//! Single-slot latest-value cell
//!
//! One writer overwrites, any number of readers take the freshest value.
//! Values are swapped as whole `Arc`s, so a reader never observes a partially
//! written value and never blocks the writer for longer than a pointer swap.

use std::sync::Arc;

use tokio::sync::watch;

/// Latest-value cell shared between a producer and its readers
///
/// Cloning the cell yields another handle to the same slot.
#[derive(Debug)]
pub struct LatestCell<T> {
    tx: Arc<watch::Sender<Option<Arc<T>>>>,
}

impl<T> Clone for LatestCell<T> {
    fn clone(&self) -> Self {
        Self {
            tx: self.tx.clone(),
        }
    }
}

impl<T> Default for LatestCell<T> {
    fn default() -> Self {
        Self::new()
    }
}

impl<T> LatestCell<T> {
    /// Create an empty cell
    pub fn new() -> Self {
        let (tx, _rx) = watch::channel(None);
        Self { tx: Arc::new(tx) }
    }

    /// Replace the current value
    ///
    /// Works whether or not anyone is subscribed.
    pub fn publish(&self, value: T) {
        self.publish_arc(Arc::new(value));
    }

    /// Replace the current value with an already shared one
    pub fn publish_arc(&self, value: Arc<T>) {
        self.tx.send_replace(Some(value));
    }

    /// Freshest value, `None` until the first publish
    pub fn latest(&self) -> Option<Arc<T>> {
        self.tx.borrow().clone()
    }

    pub fn has_value(&self) -> bool {
        self.tx.borrow().is_some()
    }

    /// Change notifications; the receiver starts at the current value
    pub fn subscribe(&self) -> watch::Receiver<Option<Arc<T>>> {
        self.tx.subscribe()
    }
}
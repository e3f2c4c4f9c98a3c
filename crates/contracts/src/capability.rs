//! External capabilities consumed by the analysis loop
//!
//! The detector and tracker are external collaborators; the pipeline only
//! depends on these traits.

use std::collections::BTreeSet;

use crate::{CameraFrame, ClassId, ContractError, Detection, DetectionSettings, Track};

/// Parameters for one detector call
#[derive(Debug, Clone, PartialEq)]
pub struct DetectionParams {
    pub confidence_threshold: f32,
    pub iou_threshold: f32,
    pub max_detections: usize,
    /// `None` = every class allowed
    pub allowed_classes: Option<BTreeSet<ClassId>>,
}

impl DetectionParams {
    /// Build call parameters from the current settings and the detector's class list
    pub fn from_settings(settings: &DetectionSettings, available: &[ClassId]) -> Self {
        Self {
            confidence_threshold: settings.confidence_threshold,
            iou_threshold: settings.iou_threshold,
            max_detections: settings.max_detections,
            allowed_classes: settings.allowed_classes(available),
        }
    }

    pub fn allows(&self, class_id: ClassId) -> bool {
        self.allowed_classes
            .as_ref()
            .map(|allowed| allowed.contains(&class_id))
            .unwrap_or(true)
    }
}

/// Object detector: frame → ordered detections.
///
/// Must be deterministic for identical inputs within a process.
pub trait Detector: Send {
    /// Detector name (used for logging/metrics)
    fn name(&self) -> &str;

    /// Every class id the model can report
    fn class_ids(&self) -> Vec<ClassId>;

    /// Run detection on one frame
    ///
    /// # Errors
    /// Returns `ContractError::DetectionFailure` when inference fails
    fn detect(
        &mut self,
        frame: &CameraFrame,
        params: &DetectionParams,
    ) -> Result<Vec<Detection>, ContractError>;
}

/// Multi-object tracker: frame + detections → tracks with stable ids.
pub trait Tracker: Send {
    /// Tracker name (used for logging/metrics)
    fn name(&self) -> &str;

    /// Feed one frame's detections, returning the tracks confirmed for it
    ///
    /// # Errors
    /// Returns `ContractError::TrackerFailure` when the update fails
    fn update(
        &mut self,
        frame: &CameraFrame,
        detections: &[Detection],
    ) -> Result<Vec<Track>, ContractError>;
}

/// Read-only elevation lookup. Implementations must be side-effect free.
pub trait TerrainModel: Send + Sync {
    /// Terrain elevation (metres) at a coordinate, `None` outside coverage
    fn elevation(&self, latitude: f64, longitude: f64) -> Option<f64>;
}

impl<T: TerrainModel + ?Sized> TerrainModel for std::sync::Arc<T> {
    fn elevation(&self, latitude: f64, longitude: f64) -> Option<f64> {
        (**self).elevation(latitude, longitude)
    }
}

impl<T: TerrainModel + ?Sized> TerrainModel for Box<T> {
    fn elevation(&self, latitude: f64, longitude: f64) -> Option<f64> {
        (**self).elevation(latitude, longitude)
    }
}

» **Task instructions**
An exact copy of every record is what the answer must contain.

» **Solution**
//! Single-slot latest-value cell
//!
//! One writer overwrites, any number of readers take the freshest value.
//! Values are swapped as whole `Arc`s, so a reader never observes a partially
//! written value and never blocks the writer for longer than a pointer swap.

use std::sync::Arc;

use tokio::sync::watch;

/// Latest-value cell shared between a producer and its readers
///
/// Cloning the cell yields another handle to the same slot.
#[derive(Debug)]
pub struct LatestCell<T> {
    tx: Arc<watch::Sender<Option<Arc<T>>>>,
}

impl<T> Clone for LatestCell<T> {
    fn clone(&self) -> Self {
        Self {
            tx: self.tx.clone(),
        }
    }
}

impl<T> Default for LatestCell<T> {
    fn default() -> Self {
        Self::new()
    }
}

impl<T> LatestCell<T> {
    /// Create an empty cell
    pub fn new() -> Self {
        let (tx, _rx) = watch::channel(None);
        Self { tx: Arc::new(tx) }
    }

    /// Replace the current value
    ///
    /// Works whether or not anyone is subscribed.
    pub fn publish(&self, value: T) {
        self.publish_arc(Arc::new(value));
    }

    /// Replace the current value with an already shared one
    pub fn publish_arc(&self, value: Arc<T>) {
        self.tx.send_replace(Some(value));
    }

    /// Freshest value, `None` until the first publish
    pub fn latest(&self) -> Option<Arc<T>> {
        self.tx.borrow().clone()
    }

    pub fn has_value(&self) -> bool {
        self.tx.borrow().is_some()
    }

    /// Change notifications; the receiver starts at the current value
    pub fn subscribe(&self) -> watch::Receiver<Option<Arc<T>>> {
        self.tx.subscribe()
    }
}
repository e3f2c4c4f9c98a3c
filename crates/contracts/src/capability.rs
//! External capabilities consumed by the analysis loop
//!
//! The detector and tracker are external collaborators; the pipeline only
//! depends on these traits.

use std::collections::BTreeSet;

use crate::{CameraFrame, ClassId, ContractError, Detection, DetectionSettings, Track};

/// Parameters for one detector call
#[derive(Debug, Clone, PartialEq)]
pub struct DetectionParams {
    pub confidence_threshold: f32,
    pub iou_threshold: f32,
    pub max_detections: usize,
    /// `None` = every class allowed
    pub allowed_classes: Option<BTreeSet<ClassId>>,
}

impl DetectionParams {
    /// Build call parameters from the current settings and the detector's class list
    pub fn from_settings(settings: &DetectionSettings, available: &[ClassId]) -> Self {
        Self {
            confidence_threshold: settings.confidence_threshold,
            iou_threshold: settings.iou_threshold,
            max_detections: settings.max_detections,
            allowed_classes: settings.allowed_classes(available),
        }
    }

    pub fn allows(&self, class_id: ClassId) -> bool {
        self.allowed_classes
            .as_ref()
            .map(|allowed| allowed.contains(&class_id))
            .unwrap_or(true)
    }
}

/// Object detector: frame → ordered detections.
///
/// Must be deterministic for identical inputs within a process.
pub trait Detector: Send {
    /// Detector name (used for logging/metrics)
    fn name(&self) -> &str;

    /// Every class id the model can report
    fn class_ids(&self) -> Vec<ClassId>;

    /// Run detection on one frame
    ///
    /// # Errors
    /// Returns `ContractError::DetectionFailure` when inference fails
    fn detect(
        &mut self,
        frame: &CameraFrame,
        params: &DetectionParams,
    ) -> Result<Vec<Detection>, ContractError>;
}

/// Multi-object tracker: frame + detections → tracks with stable ids.
pub trait Tracker: Send {
    /// Tracker name (used for logging/metrics)
    fn name(&self) -> &str;

    /// Feed one frame's detections, returning the tracks confirmed for it
    ///
    /// # Errors
    /// Returns `ContractError::TrackerFailure` when the update fails
    fn update(
        &mut self,
        frame: &CameraFrame,
        detections: &[Detection],
    ) -> Result<Vec<Track>, ContractError>;
}

/// Read-only elevation lookup. Implementations must be side-effect free.
pub trait TerrainModel: Send + Sync {
    /// Terrain elevation (metres) at a coordinate, `None` outside coverage
    fn elevation(&self, latitude: f64, longitude: f64) -> Option<f64>;
}

impl<T: TerrainModel + ?Sized> TerrainModel for std::sync::Arc<T> {
    fn elevation(&self, latitude: f64, longitude: f64) -> Option<f64> {
        (**self).elevation(latitude, longitude)
    }
}

impl<T: TerrainModel + ?Sized> TerrainModel for Box<T> {
    fn elevation(&self, latitude: f64, longitude: f64) -> Option<f64> {
        (**self).elevation(latitude, longitude)
    }
}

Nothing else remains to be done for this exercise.